- YOUR GOAL -
Reproduce the line containing "let mut line = serde_json::to_string(&message)" and every line after it through the end of the records. Include nothing else.

*** EXERCISE DATA Section Begins ***

//! Line-delimited JSON over standard input/output.
//!
//! One JSON-RPC message per line, UTF-8, no embedded newlines. `stderr`
//! is reserved for host-process logs and must never carry protocol
//! traffic.

use crate::{Result, Transport, TransportError};
use async_trait::async_trait;
use mcp_schema::protocol::JsonRpcMessage;
use tokio::io::{AsyncBufReadExt, AsyncWriteExt, BufReader, BufWriter};
use tracing::trace;

pub struct StdioTransport {
    stdin: BufReader<tokio::io::Stdin>,
    stdout: BufWriter<tokio::io::Stdout>,
    closed: bool,
}

impl StdioTransport {
    pub fn new() -> Self {
        Self {
            stdin: BufReader::new(tokio::io::stdin()),
            stdout: BufWriter::new(tokio::io::stdout()),
            closed: false,
        }
    }
}

impl Default for StdioTransport {
    fn default() -> Self {
        Self::new()
    }
}

#[async_trait]
impl Transport for StdioTransport {
    async fn send(&mut self, message: JsonRpcMessage) -> Result<()> {
        if self.closed {
            return Err(TransportError::Closed);
        }

        let mut line = serde_json::to_string(&message)
            .map_err(|e| TransportError::SendFailed(e.to_string()))?;
        line.push('\n');

        trace!(bytes = line.len(), "writing stdio message");

        self.stdout
            .write_all(line.as_bytes())
            .await
            .map_err(|e| TransportError::SendFailed(e.to_string()))?;
        self.stdout
            .flush()
            .await
            .map_err(|e| TransportError::SendFailed(e.to_string()))?;

        Ok(())
    }

    async fn receive(&mut self) -> Result<JsonRpcMessage> {
        if self.closed {
            return Err(TransportError::Closed);
        }

        let mut line = String::new();
        let bytes_read = self
            .stdin
            .read_line(&mut line)
            .await
            .map_err(|e| TransportError::ReceiveFailed(e.to_string()))?;

        if bytes_read == 0 {
            self.closed = true;
            return Err(TransportError::Closed);
        }

        let trimmed = line.trim_end();
        if trimmed.is_empty() {
            return Err(TransportError::Malformed("received empty line".to_string()));
        }

        trace!(bytes = trimmed.len(), "read stdio message");
        serde_json::from_str(trimmed).map_err(|e| TransportError::Malformed(e.to_string()))
    }

    async fn close(&mut self) -> Result<()> {
        if self.closed {
            return Ok(());
        }
        self.closed = true;
        let _ = self.stdout.flush().await;
        Ok(())
    }
}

*** EXERCISE DATA Section Ends ***

- TASK OUTPUT -
        let mut line = serde_json::to_string(&message)
            .map_err(|e| TransportError::SendFailed(e.to_string()))?;
        line.push('\n');

        trace!(bytes = line.len(), "writing stdio message");

        self.stdout
            .write_all(line.as_bytes())
            .await
            .map_err(|e| TransportError::SendFailed(e.to_string()))?;
        self.stdout
            .flush()
            .await
            .map_err(|e| TransportError::SendFailed(e.to_string()))?;

        Ok(())
    }

    async fn receive(&mut self) -> Result<JsonRpcMessage> {
        if self.closed {
            return Err(TransportError::Closed);
        }

        let mut line = String::new();
        let bytes_read = self
            .stdin
            .read_line(&mut line)
            .await
            .map_err(|e| TransportError::ReceiveFailed(e.to_string()))?;

        if bytes_read == 0 {
            self.closed = true;
            return Err(TransportError::Closed);
        }

        let trimmed = line.trim_end();
        if trimmed.is_empty() {
            return Err(TransportError::Malformed("received empty line".to_string()));
        }

        trace!(bytes = trimmed.len(), "read stdio message");
        serde_json::from_str(trimmed).map_err(|e| TransportError::Malformed(e.to_string()))
    }

    async fn close(&mut self) -> Result<()> {
        if self.closed {
            return Ok(());
        }
        self.closed = true;
        let _ = self.stdout.flush().await;
        Ok(())
    }
}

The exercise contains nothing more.